Thursday, April 30, 2009

BREAKING NEWS!!!!!! New Invention!

Floaty is sending in some information from Air Traffic Mike Heavy Industries, LLC. (the official social thinktank of Air Traffic Mike)!!!!!!!!!!

Yo Floaty, what do you have for us?



"Mike, this product will revolutionize the way the "pick up process" works in night clubs, strip clubs, and at outdoor festivals. I might add it is just in time for the Beale Street Music Festival and the other Memphis In May festivities."

Really Floaty? What product could possibly cover such a diverse range of social gatherings and still be relevant to the interaction between men and women?



"Well ATM, just a little background on it."

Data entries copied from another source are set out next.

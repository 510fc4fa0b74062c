//! PDF-to-text conversion via `pdf-extract`.

use std::path::Path;
use std::time::Instant;

use tracing::{debug, info, instrument, warn};

use paperpipe_shared::{PaperPipeError, Result};

use crate::cleanup;

/// Extract and clean the text of the PDF at `path`.
///
/// Unreadable, unsupported, or text-less documents come back as
/// [`PaperPipeError::Transformation`].
#[instrument(skip_all, fields(paper_id = %paper_id, path = %path.display()))]
pub fn convert_pdf_file(path: &Path, paper_id: &str) -> Result<String> {
    let data = std::fs::read(path).map_err(|e| {
        PaperPipeError::transformation(paper_id, format!("cannot read {}: {e}", path.display()))
    })?;
    convert_pdf_bytes(&data, paper_id)
}

/// Extract and clean the text of an in-memory PDF.
pub fn convert_pdf_bytes(data: &[u8], paper_id: &str) -> Result<String> {
    let start = Instant::now();

    if data.is_empty() {
        return Err(PaperPipeError::transformation(paper_id, "empty PDF file"));
    }

    // The extractor panics on some malformed documents.
    let raw = std::panic::catch_unwind(|| pdf_extract::extract_text_from_mem(data))
        .map_err(|_| {
            warn!(paper_id, "pdf extractor panicked");
            PaperPipeError::transformation(paper_id, "PDF text extraction panicked")
        })?
        .map_err(|e| {
            PaperPipeError::transformation(paper_id, format!("PDF text extraction failed: {e}"))
        })?;
    debug!(paper_id, raw_len = raw.len(), "text extracted");

    let text = cleanup::run_pipeline(&raw);
    if text.is_empty() {
        return Err(PaperPipeError::transformation(
            paper_id,
            "no extractable text in PDF",
        ));
    }

    info!(
        paper_id,
        chars = text.chars().count(),
        elapsed_ms = start.elapsed().as_millis() as u64,
        "converted PDF to markdown"
    );
    Ok(text)
}

#[cfg(test)]
mod tests {
    use super::*;

    #[test]
    fn empty_input_is_rejected() {
        let err = convert_pdf_bytes(b"", "p1").unwrap_err();
        assert!(matches!(err, PaperPipeError::Transformation { .. }));
    }

    #[test]
    fn garbage_input_is_a_transformation_error() {
        let err = convert_pdf_bytes(b"not a pdf", "p1").unwrap_err();
        assert!(matches!(err, PaperPipeError::Transformation { .. }));
        assert!(err.to_string().contains("p1"));
    }

    #[test]
    fn missing_file_is_a_transformation_error() {
        let path = std::env::temp_dir()
            .join(format!("pp-convert-{}", uuid::Uuid::now_v7()))
            .join("paper.pdf");
        let err = convert_pdf_file(&path, "p1").unwrap_err();
        assert!(matches!(err, PaperPipeError::Transformation { .. }));
        assert!(err.to_string().contains("cannot read"));
    }
}
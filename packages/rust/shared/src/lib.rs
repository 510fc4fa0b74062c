//! Shared types, error model, and configuration for paperpipe.
//!
//! This crate is the foundation depended on by all other paperpipe crates.
//! It provides:
//! - [`PaperPipeError`], the unified error type
//! - Domain types ([`PaperRecord`], [`PapersIndex`], [`LogEntry`], [`ProcessingStatus`])
//! - Configuration ([`AppConfig`] and its sections, config loading)

pub mod config;
pub mod error;
pub mod types;

// Re-export public API at crate root for ergonomic imports.
pub use config::{
    AppConfig, BatchConfig, ConversionConfig, DownloadConfig, LoggingConfig, StorageConfig,
    config_dir, config_file_path, init_config, load_config, load_config_from,
};
pub use error::{PaperPipeError, Result};
pub use types::{
    ArtifactFiles, CONVERTER_VERSION, IndexRow, IndexStats, LogEntry, PaperRecord, PapersIndex,
    Processing, ProcessingLog, ProcessingStatus, Rating, Review, Stage, StageStatus,
    utc_timestamp, validate_paper_id,
};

Okay Floaty, I guess some background as to the product is a good idea.



"Okay. ATM have you ever been given a counterfit bill in change?"

Yeah, as a matter of fact Floaty, I almost got a phony ten dollar bill back over in West Memphis a couple of years ago at a gas station. It didn't feel right. The clerk took it back and notified the manager. Why?



"Stay with me here ATM. Okay so what did the manager do?"

He took out one of those funny little marker things and swiped it on the bill.



"And then what happened?."

The stripe it left behind showed it to be a fake bill.



"Exactly."

Okay Floaty, I'm not making the connection here.



"Okay Mike, have you ever stared at a woman's breasts?"

Of course I have. Every one of us has at one time or the other. Why?



"Ever wonder if they're real or not?."

Yeah. Sometimes it is hard to tell.



"Well ATM, the boys over in R&D have solved that problem."

You're kidding me?



"Nope. Here, you're the first one to have one of these babies."

Is this what I think it is?



Yeah, its a marker pen. The ink can sense a saline or silicone fill from up to one foot away. If it senses a loaded tit, it changes color, letting you know she's had a boob job."

Kewel! Do we have a name for it yet?



"Yeah and you can thank Pope VinnyLXIX."

WTF was Vinny doing over in R&D?



"Just trying to prevent a *sinking*."

Vinny doesn't like to *sink* anybody if he doesn't have to.



"Yeah, its bad for morale, but tithing is still down."

Okay, so what did he name it?



"You're Busted!!!"

I love it!!!!!!



"Yeah, it works well for marketing."

Excellent. When will marketing have the packaging ready for beta testing?



"Tomorrow or Saturday at the latest."

Remind me late to put a little something extra in Vinny's "Tithing" envlope later on this week Floaty. Got anything else?



"Just a favor to ask. Can we make this a half day holiday?"

For quality work like that we can. Great idea. You go tell the boys, and I'll shut down the office.



"Thanks Mike."

No problemo your Floatness.

Later taters. Its an official half day.

Air Traffic Mike, ret.

1 comment:

Anonymous said...

I'm not quite catching this, Do you rub ink all over the tit or what? Is it a lazier like ink pen and they just glow at you? Please explain!